Lines of the material that include the word "argument" are to be counted; only their number should be given.
== Segment start ==
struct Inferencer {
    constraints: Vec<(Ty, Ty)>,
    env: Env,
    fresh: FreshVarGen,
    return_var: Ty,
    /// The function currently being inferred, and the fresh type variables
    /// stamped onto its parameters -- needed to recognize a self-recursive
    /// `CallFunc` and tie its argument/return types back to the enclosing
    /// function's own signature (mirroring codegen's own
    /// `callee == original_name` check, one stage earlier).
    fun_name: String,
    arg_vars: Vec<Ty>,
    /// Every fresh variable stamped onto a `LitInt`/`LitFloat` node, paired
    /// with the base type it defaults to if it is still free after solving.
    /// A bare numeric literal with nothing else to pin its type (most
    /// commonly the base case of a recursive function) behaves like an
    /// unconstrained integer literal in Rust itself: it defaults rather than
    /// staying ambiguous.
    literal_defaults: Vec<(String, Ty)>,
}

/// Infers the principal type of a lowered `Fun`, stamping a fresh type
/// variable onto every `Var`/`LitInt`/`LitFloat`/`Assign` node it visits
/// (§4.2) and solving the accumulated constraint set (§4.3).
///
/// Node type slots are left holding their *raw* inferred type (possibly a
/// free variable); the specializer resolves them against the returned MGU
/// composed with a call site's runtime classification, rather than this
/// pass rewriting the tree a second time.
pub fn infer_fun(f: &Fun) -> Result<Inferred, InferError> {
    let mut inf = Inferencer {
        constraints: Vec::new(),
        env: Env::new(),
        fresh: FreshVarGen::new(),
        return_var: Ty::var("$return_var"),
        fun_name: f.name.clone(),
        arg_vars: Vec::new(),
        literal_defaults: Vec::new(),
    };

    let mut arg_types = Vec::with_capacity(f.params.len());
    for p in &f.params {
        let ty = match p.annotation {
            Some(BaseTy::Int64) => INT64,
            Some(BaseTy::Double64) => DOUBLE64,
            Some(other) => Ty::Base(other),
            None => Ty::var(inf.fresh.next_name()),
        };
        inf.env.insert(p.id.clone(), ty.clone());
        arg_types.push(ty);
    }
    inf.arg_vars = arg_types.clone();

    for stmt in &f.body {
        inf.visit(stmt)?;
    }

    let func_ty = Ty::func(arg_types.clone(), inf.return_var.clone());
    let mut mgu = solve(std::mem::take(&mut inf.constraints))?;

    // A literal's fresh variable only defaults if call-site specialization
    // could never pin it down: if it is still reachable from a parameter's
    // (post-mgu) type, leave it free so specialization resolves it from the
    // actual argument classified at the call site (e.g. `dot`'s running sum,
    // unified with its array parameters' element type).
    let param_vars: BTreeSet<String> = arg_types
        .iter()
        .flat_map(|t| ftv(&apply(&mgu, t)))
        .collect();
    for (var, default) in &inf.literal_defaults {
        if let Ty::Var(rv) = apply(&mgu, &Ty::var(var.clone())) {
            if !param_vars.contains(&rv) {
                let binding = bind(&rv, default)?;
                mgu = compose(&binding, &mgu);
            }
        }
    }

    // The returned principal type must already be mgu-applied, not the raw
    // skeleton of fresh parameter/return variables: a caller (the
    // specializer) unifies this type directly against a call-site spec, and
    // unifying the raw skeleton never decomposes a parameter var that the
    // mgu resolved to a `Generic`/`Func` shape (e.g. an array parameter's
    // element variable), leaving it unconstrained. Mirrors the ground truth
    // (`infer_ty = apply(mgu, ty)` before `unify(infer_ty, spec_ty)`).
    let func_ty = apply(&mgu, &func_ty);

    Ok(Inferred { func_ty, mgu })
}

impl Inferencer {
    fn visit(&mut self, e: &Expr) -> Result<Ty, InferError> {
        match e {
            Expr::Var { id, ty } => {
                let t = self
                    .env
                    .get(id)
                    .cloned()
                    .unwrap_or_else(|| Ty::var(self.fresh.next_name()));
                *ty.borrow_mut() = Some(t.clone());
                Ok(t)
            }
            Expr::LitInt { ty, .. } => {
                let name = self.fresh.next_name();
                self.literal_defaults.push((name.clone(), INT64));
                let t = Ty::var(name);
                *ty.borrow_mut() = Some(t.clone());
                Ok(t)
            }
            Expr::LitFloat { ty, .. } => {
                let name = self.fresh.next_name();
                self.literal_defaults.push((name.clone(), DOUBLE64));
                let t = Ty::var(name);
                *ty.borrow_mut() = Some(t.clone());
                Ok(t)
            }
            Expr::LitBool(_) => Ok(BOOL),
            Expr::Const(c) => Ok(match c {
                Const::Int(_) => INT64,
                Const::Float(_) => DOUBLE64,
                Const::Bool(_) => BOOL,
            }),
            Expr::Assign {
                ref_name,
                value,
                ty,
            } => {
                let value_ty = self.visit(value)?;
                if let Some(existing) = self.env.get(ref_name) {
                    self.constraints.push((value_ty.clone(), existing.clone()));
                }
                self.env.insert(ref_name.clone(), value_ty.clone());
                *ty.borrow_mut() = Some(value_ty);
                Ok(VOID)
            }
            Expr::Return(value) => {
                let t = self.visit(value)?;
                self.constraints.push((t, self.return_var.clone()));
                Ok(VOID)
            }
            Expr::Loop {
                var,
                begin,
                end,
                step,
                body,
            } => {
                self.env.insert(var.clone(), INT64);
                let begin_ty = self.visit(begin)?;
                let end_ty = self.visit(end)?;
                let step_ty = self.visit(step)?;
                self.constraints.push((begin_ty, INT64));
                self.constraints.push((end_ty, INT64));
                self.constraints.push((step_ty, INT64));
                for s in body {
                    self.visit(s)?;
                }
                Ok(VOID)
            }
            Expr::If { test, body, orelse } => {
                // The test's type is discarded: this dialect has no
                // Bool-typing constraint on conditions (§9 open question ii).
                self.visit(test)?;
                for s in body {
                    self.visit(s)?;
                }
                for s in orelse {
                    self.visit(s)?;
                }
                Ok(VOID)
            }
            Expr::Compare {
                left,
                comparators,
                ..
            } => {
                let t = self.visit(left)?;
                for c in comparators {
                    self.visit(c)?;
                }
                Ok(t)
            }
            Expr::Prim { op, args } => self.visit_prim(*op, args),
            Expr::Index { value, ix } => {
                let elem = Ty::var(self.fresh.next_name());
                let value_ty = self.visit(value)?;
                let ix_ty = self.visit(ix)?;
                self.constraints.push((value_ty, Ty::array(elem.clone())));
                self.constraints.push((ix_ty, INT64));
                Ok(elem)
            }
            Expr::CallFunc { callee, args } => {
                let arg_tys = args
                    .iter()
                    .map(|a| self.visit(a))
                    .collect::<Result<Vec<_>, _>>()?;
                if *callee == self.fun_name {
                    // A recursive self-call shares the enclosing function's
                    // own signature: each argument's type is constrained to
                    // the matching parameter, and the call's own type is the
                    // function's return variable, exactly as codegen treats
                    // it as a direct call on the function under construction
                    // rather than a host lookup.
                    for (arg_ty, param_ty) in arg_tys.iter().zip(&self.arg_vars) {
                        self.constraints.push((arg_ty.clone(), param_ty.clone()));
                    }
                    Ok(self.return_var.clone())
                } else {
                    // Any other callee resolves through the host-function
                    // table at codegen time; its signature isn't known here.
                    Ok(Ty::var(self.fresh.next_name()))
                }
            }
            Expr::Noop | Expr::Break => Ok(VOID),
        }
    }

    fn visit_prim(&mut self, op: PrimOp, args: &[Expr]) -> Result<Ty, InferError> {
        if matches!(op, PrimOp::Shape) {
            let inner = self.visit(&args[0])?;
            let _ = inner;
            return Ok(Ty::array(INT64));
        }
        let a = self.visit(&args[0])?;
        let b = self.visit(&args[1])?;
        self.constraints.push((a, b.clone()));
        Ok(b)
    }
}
== Segment end ==
Written reply => 3